4th April 2013 — Tales from the Clinic

Tales from the Clinic — 2

I had the notion that I would use my convalescence to finish the novel I’m writing (or was writing before I had my accident).

After all, I spend the best part of twenty-four hours either in bed (I go to bed at 8pm and get up at 9am or thereabouts) or in my wheelchair. My meals are provided; my laundry taken care of; my bed made up; my room cleaned. What better way to fill my time than by writing the last chapters of my book and then beginning another?

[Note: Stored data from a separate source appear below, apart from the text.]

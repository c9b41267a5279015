//! The built-in lit material

use crate::backend::{
    BindingEntry, BindingSetHandle, BindingSetLayoutEntry, BindingType, BufferDescriptor,
    BufferHandle, BufferUsage, GpuBackend, GpuError, GpuResult, ShaderStageFlags, UniformStaging,
    Vertex,
};
use crate::material::{
    BindingHasher, Material, MaterialTypeDesc, PipelineKey, ResourceSet, SharedPipelines,
};
use crate::mesh::GpuMesh;
use crate::texture::Texture;
use bytemuck::{Pod, Zeroable};
use glam::Vec4;
use std::sync::Arc;

/// GPU-side material parameters
#[repr(C)]
#[derive(Debug, Clone, Copy, Pod, Zeroable)]
pub struct MaterialUniform {
    pub base_color: Vec4,
    /// x = metallic, y = roughness, z/w unused
    pub surface: Vec4,
    pub emissive: Vec4,
}

/// Lit surface material with a base-color texture slot.
///
/// Instances hold their own parameter uniform buffer; pipelines and binding
/// sets live in the type's [`SharedPipelines`] caches.
pub struct StandardMaterial {
    caches: SharedPipelines,
    key: PipelineKey,
    uniform_buffer: BufferHandle,
    base_color: Vec4,
    metallic: f32,
    roughness: f32,
    emissive: Vec4,
    color_texture: Option<Arc<Texture>>,
    fallback: Arc<Texture>,
}

impl StandardMaterial {
    /// Binding-set layout and shader stages for this type. Register once per
    /// session via `Registry::register_material_type`.
    pub fn type_desc() -> MaterialTypeDesc {
        MaterialTypeDesc {
            name: "standard",
            vertex_shader: "standard.vert",
            fragment_shader: "standard.frag",
            vertex_layout: Vertex::layout(),
            binding_layout: vec![
                BindingSetLayoutEntry {
                    binding: 0,
                    visibility: ShaderStageFlags::VERTEX,
                    ty: BindingType::UniformBuffer,
                },
                BindingSetLayoutEntry {
                    binding: 1,
                    visibility: ShaderStageFlags::VERTEX_FRAGMENT,
                    ty: BindingType::UniformBuffer,
                },
                BindingSetLayoutEntry {
                    binding: 2,
                    visibility: ShaderStageFlags::FRAGMENT,
                    ty: BindingType::UniformBuffer,
                },
                BindingSetLayoutEntry {
                    binding: 3,
                    visibility: ShaderStageFlags::FRAGMENT,
                    ty: BindingType::UniformBuffer,
                },
                BindingSetLayoutEntry {
                    binding: 4,
                    visibility: ShaderStageFlags::FRAGMENT,
                    ty: BindingType::Texture,
                },
                BindingSetLayoutEntry {
                    binding: 5,
                    visibility: ShaderStageFlags::FRAGMENT,
                    ty: BindingType::Sampler { comparison: false },
                },
            ],
        }
    }

    pub fn new(
        gpu: &mut dyn GpuBackend,
        caches: SharedPipelines,
        key: PipelineKey,
        fallback: Arc<Texture>,
    ) -> GpuResult<Self> {
        let uniform_buffer = gpu.create_buffer(&BufferDescriptor {
            label: Some("standard material params".to_string()),
            size: std::mem::size_of::<MaterialUniform>() as u64,
            usage: BufferUsage::UNIFORM | BufferUsage::COPY_DST,
        })?;
        Ok(Self {
            caches,
            key,
            uniform_buffer,
            base_color: Vec4::ONE,
            metallic: 0.0,
            roughness: 0.5,
            emissive: Vec4::ZERO,
            color_texture: None,
            fallback,
        })
    }

    pub fn set_base_color(&mut self, color: Vec4) {
        self.base_color = color;
    }

    pub fn set_metallic(&mut self, metallic: f32) {
        self.metallic = metallic.clamp(0.0, 1.0);
    }

    pub fn set_roughness(&mut self, roughness: f32) {
        self.roughness = roughness.clamp(0.0, 1.0);
    }

    pub fn set_emissive(&mut self, emissive: Vec4) {
        self.emissive = emissive;
    }

    pub fn set_color_texture(&mut self, texture: Option<Arc<Texture>>) {
        self.color_texture = texture;
    }

    pub fn uniform_buffer(&self) -> BufferHandle {
        self.uniform_buffer
    }

    /// The texture actually bound: the assigned one, or the fallback
    fn resolved_texture(&self) -> &Texture {
        self.color_texture.as_deref().unwrap_or(&self.fallback)
    }
}

impl Material for StandardMaterial {
    fn pipeline_key(&self) -> PipelineKey {
        self.key
    }

    fn upload_uniforms(&self, staging: &UniformStaging) {
        let uniform = MaterialUniform {
            base_color: self.base_color,
            surface: Vec4::new(self.metallic, self.roughness, 0.0, 0.0),
            emissive: self.emissive,
        };
        staging.write(self.uniform_buffer, bytemuck::bytes_of(&uniform));
    }

    fn binding_set(
        &self,
        gpu: &mut dyn GpuBackend,
        resources: &ResourceSet,
    ) -> GpuResult<BindingSetHandle> {
        let texture = self.resolved_texture();

        let mut hasher = BindingHasher::new();
        hasher
            .buffer(resources.transform_buffer)
            .buffer(resources.camera_buffer)
            .buffer(resources.light_buffer)
            .buffer(self.uniform_buffer)
            .view(texture.view)
            .sampler(texture.sampler);
        let hash = hasher.finish();

        let mut caches = self.caches.lock();
        let layout = caches
            .layout()
            .ok_or_else(|| GpuError::BindingSetCreationFailed("type not initialized".into()))?;
        let entries = [
            (
                0,
                BindingEntry::Buffer {
                    buffer: resources.transform_buffer,
                    offset: 0,
                    size: None,
                },
            ),
            (
                1,
                BindingEntry::Buffer {
                    buffer: resources.camera_buffer,
                    offset: 0,
                    size: None,
                },
            ),
            (
                2,
                BindingEntry::Buffer {
                    buffer: resources.light_buffer,
                    offset: 0,
                    size: None,
                },
            ),
            (
                3,
                BindingEntry::Buffer {
                    buffer: self.uniform_buffer,
                    offset: 0,
                    size: None,
                },
            ),
            (4, BindingEntry::Texture(texture.view)),
            (5, BindingEntry::Sampler(texture.sampler)),
        ];
        caches
            .binding_sets_mut()
            .get_or_create(hash, || gpu.create_binding_set(layout, &entries))
    }

    fn draw(
        &self,
        gpu: &mut dyn GpuBackend,
        key: PipelineKey,
        binding_set: BindingSetHandle,
        mesh: &GpuMesh,
    ) -> GpuResult<()> {
        let pipeline = self.caches.lock().pipeline(key).ok_or_else(|| {
            GpuError::RecordingFailed(format!(
                "no compiled pipeline for target={} subpass={} variant={}",
                key.render_target.0, key.subpass, key.variant
            ))
        })?;
        gpu.bind_pipeline(pipeline);
        gpu.bind_binding_set(0, binding_set);
        gpu.bind_vertex_buffer(0, mesh.vertex_buffer, 0);
        gpu.bind_index_buffer(mesh.index_buffer, 0, mesh.index_format);
        gpu.draw_indexed(0..mesh.index_count, 0, 0..1);
        Ok(())
    }

    fn destroy(&self, gpu: &mut dyn GpuBackend) {
        gpu.destroy_buffer(self.uniform_buffer);
    }
}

It hasn’t turned out quite like that.

I had a burst of creativity in the hospital and wrote furiously for about a week. But then I found myself slowing down, soothed into lassitude by the routine of first, the hospital and now, the Centre de Readaption. I’ve done little more than toy with the final chapters of my novel. Instead, I am absorbed in the minutiae of the clinic and the lives of my fellow patients – for example, Monsieur Lechasseur (knee replacement).
Not long after I arrived, he bowled towards me in his wheelchair. He’d heard I was Irish. He’d been in Ireland for “la chasse” (hunting and/or shooting). He’d had a wonderful time.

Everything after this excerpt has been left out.